I just invested in a bunch of bras and panties that match one another and are not designed for maternity or nursing purposes. Go, me. Way to get my groove back after giving birth to four children. Oh, and ew and apologies on hitting you with "giving birth" right off the get-go -- I was going to type "raising," but as the first is only 10 and the last is just 1, they're hardly raised yet.
Right after the bras and panties but with a few peanut-butter sandwiches in between (a mom can't shop all day) I further invested in three pairs of "good" pants. Not morally superior, just good is what I mean. As opposed to bad. More on the bad later.
The new good pants are black, chocolate brown and denim. This was not any old farm denim, mind you. This was deep dark blue lightweight denim (with no stretch!) and cut of the "trouser" shape. Trouser jeans. My, my, we've come up in the world when even our jeans are trousers.
The trouser jeans are so much better (and by this I mean flattering) than the mom jeans I was wearing previously that I may give up (and by this I mean pretend to still care but not) my floundering heine reduction effort. It's just too hard to work out when my hip can forecast the weather better than can channel 9's team of meteorologists and accompanying sophisticated satellite weather radar thingamajigs. Whenever they tell us it'll be dry for days, I think to myself, yeah, maybe you went to graduate school for this, but did you consult my hip?
There is an elephant in this room, and I'm about to out it. (And I'm NOT talking about the size of my rear, which has been well-documented here.)
Forecasting the weather with one's joints is supposed to be a party trick of the distinctly aged. Distinguished by decades of experience and worthy of their hand-carved canes, these gentle folks are welcome to the task as far as I'm concerned. I would rather not know what's going to happen weather-wise thanks to the creakiness and general shrieking pain factor of any of my joints. I'd happily wait another 40 years or so for the privilege of being so prescient.
Anywhat, back to my pants.
I hadn't bought clothing on purpose in four years. I mean, I hadn't set out to buy clothes in that period of time. I had picked up the odd maternity cardigan or vintage skirt in that time but I certainly didn't spend any time driving between strip malls looking for flattering pocketless pants. Shocking as that may be, that shoppingless fact didn't actually bother me until I saw a picture of my rear end in the mom jeans. And then roaring onto the scene came another picture of me at a Fourth of July picnic, in a cute blue striped A-line linen skirt (classic!) and white cap-sleeved t-shirt, the outline of my maternity bra clearly showing. Crikey. It's a wonder WNTW didn't swoop in with helicopters whirling to whisk me off to a shopping spree right at that moment.
That's what I look like, I thought to myself. No wonder I'm self-conscious. I've been buying clothes for the fabric or the nostalgia and not for how they look on me.
I am famous (in a very small circle) for saying that there ought to be a check-point at the edge of our rural community, some sort of border guard who makes sure we don't look like podunk hicks when we're off to the doctor or orthodontist or neighboring town's bookstore. No one agrees with me. They think I'm being funny.
This might have something to do with the fact that they all look fine most of the time.
So last night my husband and I went to a large home-and-garden show at a fairground near us. I wore the trouser jeans, a blue blouse WITH A COLLAR people, black medium-heeled boots (did I mention the hip is getting better enough to walk around the fairground gawking at home improvement possibilities?) and a grey wool cardigan WHICH WAS NOT MATERNITY. (I gave the maternity cardigans to St. Vincent De Paul. Even the sweet lavender cashmere one, even though I hung onto that bag a smidge too long. Just a smidge. It was hard to let go. Um. Can I get that one back?)

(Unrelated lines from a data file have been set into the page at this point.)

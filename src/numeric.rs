//! Exact rational numbers.
//!
//! A `Numeric` is always kept in lowest terms with a positive denominator; the
//! underlying `BigRational` re-normalises after every operation.

use std::fmt;
use std::iter::Sum;
use std::ops::{Add, Mul, Neg, Sub};

use num_bigint::BigInt;
use num_traits::{One, Signed, ToPrimitive, Zero};

use crate::error::{MathError, Result};
use crate::expr::Rational;

#[derive(Clone, Debug, PartialEq, Eq, PartialOrd, Ord, Hash)]
pub struct Numeric(Rational);

impl Numeric {
    pub fn zero() -> Self {
        Numeric(Rational::zero())
    }

    pub fn one() -> Self {
        Numeric(Rational::one())
    }

    pub fn from_number(n: i64) -> Self {
        Numeric(Rational::from_integer(BigInt::from(n)))
    }

    pub fn from_fraction(n: i64, d: i64) -> Result<Self> {
        Self::from_bigints(BigInt::from(n), BigInt::from(d))
    }

    pub fn from_bigints(n: BigInt, d: BigInt) -> Result<Self> {
        if d.is_zero() {
            return Err(MathError::DivisionByZero);
        }
        Ok(Numeric(Rational::new(n, d)))
    }

    pub fn from_rational(r: Rational) -> Self {
        Numeric(r)
    }

    pub fn as_rational(&self) -> &Rational {
        &self.0
    }

    pub fn numer(&self) -> &BigInt {
        self.0.numer()
    }

    pub fn denom(&self) -> &BigInt {
        self.0.denom()
    }

    pub fn add(&self, other: &Numeric) -> Numeric {
        Numeric(&self.0 + &other.0)
    }

    pub fn subtract(&self, other: &Numeric) -> Numeric {
        Numeric(&self.0 - &other.0)
    }

    pub fn multiply(&self, other: &Numeric) -> Numeric {
        Numeric(&self.0 * &other.0)
    }

    pub fn divide(&self, other: &Numeric) -> Result<Numeric> {
        if other.is_zero() {
            return Err(MathError::DivisionByZero);
        }
        Ok(Numeric(&self.0 / &other.0))
    }

    pub fn inverse(&self) -> Result<Numeric> {
        Numeric::one().divide(self)
    }

    /// Integer power; negative exponents invert first.
    pub fn power(&self, exponent: i32) -> Result<Numeric> {
        let base = if exponent < 0 {
            self.inverse()?
        } else {
            self.clone()
        };
        let e = exponent.unsigned_abs();
        Ok(Numeric(Rational::new(
            base.numer().pow(e),
            base.denom().pow(e),
        )))
    }

    pub fn opposite(&self) -> Numeric {
        Numeric(-self.0.clone())
    }

    pub fn abs(&self) -> Numeric {
        Numeric(self.0.abs())
    }

    pub fn is_zero(&self) -> bool {
        self.0.is_zero()
    }

    pub fn is_one(&self) -> bool {
        self.0.is_one()
    }

    pub fn is_negative(&self) -> bool {
        self.0.is_negative()
    }

    pub fn is_positive(&self) -> bool {
        self.0.is_positive()
    }

    pub fn is_integer(&self) -> bool {
        self.0.is_integer()
    }

    pub fn is_equal(&self, other: &Numeric) -> bool {
        self == other
    }

    pub fn to_integer(&self) -> Option<i64> {
        if self.is_integer() {
            self.numer().to_i64()
        } else {
            None
        }
    }

    /// Floating approximation, only meant for irrational contexts.
    pub fn to_number(&self) -> f64 {
        self.0.to_f64().unwrap_or(f64::NAN)
    }

    /// Exact square root when numerator and denominator are both perfect squares.
    pub fn sqrt_exact(&self) -> Option<Numeric> {
        if self.is_negative() {
            return None;
        }
        let n = self.numer().sqrt();
        let d = self.denom().sqrt();
        if &(&n * &n) == self.numer() && &(&d * &d) == self.denom() {
            Some(Numeric(Rational::new(n, d)))
        } else {
            None
        }
    }

    pub fn to_tex(&self) -> String {
        if self.is_integer() {
            return self.numer().to_string();
        }
        let sign = if self.is_negative() { "-" } else { "" };
        format!("{sign}\\frac{{{}}}{{{}}}", self.numer().abs(), self.denom())
    }

    /// Rendering for appending after a previous term: `+ 3`, `- \frac{1}{2}`,
    /// or nothing for zero.
    pub fn signed_tex(&self) -> String {
        if self.is_zero() {
            String::new()
        } else if self.is_negative() {
            format!("- {}", self.abs().to_tex())
        } else {
            format!("+ {}", self.to_tex())
        }
    }
}

impl Default for Numeric {
    fn default() -> Self {
        Numeric::zero()
    }
}

impl From<i64> for Numeric {
    fn from(n: i64) -> Self {
        Numeric::from_number(n)
    }
}

impl From<Rational> for Numeric {
    fn from(r: Rational) -> Self {
        Numeric(r)
    }
}

impl fmt::Display for Numeric {
    fn fmt(&self, f: &mut fmt::Formatter<'_>) -> fmt::Result {
        if self.is_integer() {
            write!(f, "{}", self.numer())
        } else {
            write!(f, "{}/{}", self.numer(), self.denom())
        }
    }
}

impl Add for Numeric {
    type Output = Numeric;
    fn add(self, rhs: Numeric) -> Numeric {
        Numeric(self.0 + rhs.0)
    }
}

impl Add<&Numeric> for &Numeric {
    type Output = Numeric;
    fn add(self, rhs: &Numeric) -> Numeric {
        Numeric(&self.0 + &rhs.0)
    }
}

impl Sub for Numeric {
    type Output = Numeric;
    fn sub(self, rhs: Numeric) -> Numeric {
        Numeric(self.0 - rhs.0)
    }
}

impl Sub<&Numeric> for &Numeric {
    type Output = Numeric;
    fn sub(self, rhs: &Numeric) -> Numeric {
        Numeric(&self.0 - &rhs.0)
    }
}

impl Mul for Numeric {
    type Output = Numeric;
    fn mul(self, rhs: Numeric) -> Numeric {
        Numeric(self.0 * rhs.0)
    }
}

impl Mul<&Numeric> for &Numeric {
    type Output = Numeric;
    fn mul(self, rhs: &Numeric) -> Numeric {
        Numeric(&self.0 * &rhs.0)
    }
}

impl Neg for Numeric {
    type Output = Numeric;
    fn neg(self) -> Numeric {
        Numeric(-self.0)
    }
}

impl Neg for &Numeric {
    type Output = Numeric;
    fn neg(self) -> Numeric {
        self.opposite()
    }
}

impl Sum for Numeric {
    fn sum<I: Iterator<Item = Numeric>>(iter: I) -> Numeric {
        iter.fold(Numeric::zero(), |acc, n| acc + n)
    }
}

#[cfg(test)]
mod tests {
    use super::*;

    #[test]
    fn negative_over_negative_is_positive() {
        let n = Numeric::from_fraction(-6, -4).unwrap();
        assert_eq!(n.numer(), &BigInt::from(3));
        assert_eq!(n.denom(), &BigInt::from(2));
        assert!(!n.is_negative());
    }

    #[test]
    fn sign_moves_to_numerator() {
        let n = Numeric::from_fraction(3, -9).unwrap();
        assert_eq!(n.to_string(), "-1/3");
        assert_eq!(n.to_tex(), "-\\frac{1}{3}");
    }

    #[test]
    fn zero_denominator_fails() {
        assert_eq!(Numeric::from_fraction(1, 0), Err(MathError::DivisionByZero));
        assert_eq!(
            Numeric::one().divide(&Numeric::zero()),
            Err(MathError::DivisionByZero)
        );
        assert_eq!(Numeric::zero().power(-2), Err(MathError::DivisionByZero));
    }
}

Then we ran into some business acquaintances. Quite a few. Contractors, architects, surveyors, civil and structural engineers were trading cards and stories like gleeful quilting women at a fabric swap. And it was when we met a landscape architect (they're well-known to be natty dressers, those architect types) who happens to be a woman and own her own firm that I knew the trouser jeans were a good choice. It was because I didn't once feel self-conscious.
I wasn't tugging at anything or holding my bag in a certain manner so as to camouflage my brand of country-come-to-town. In fact I didn't even THINK about my clothes. (Until later, when my blog radar started pinging. Maybe, just maybe, some of y'all have been a momfashion victim like me. And maybe, just a little maybe, sharing my pain would help someone else save the high-wasted stretchy jeans for gardening. Who knows. )
Yeah, I know this is shallow of me. And I may be coming to a point nevertheless.
The point is this: "Nevah again! As Scarlett is my witness, I'll never have panty lines again!"
Okay. Vague Gone With The Wind references aside, the point is this: It actually feels kind of good to treat myself at least as well in the wardrobe department as I've always treated our girls. It actually feels good to not be worried that the pediatrician might see my cleavage, or the neighbors might see my pajama pants, or I might be pictured on a billboard in a LBMD (little black maternity dress -- don't pretend you don't have one).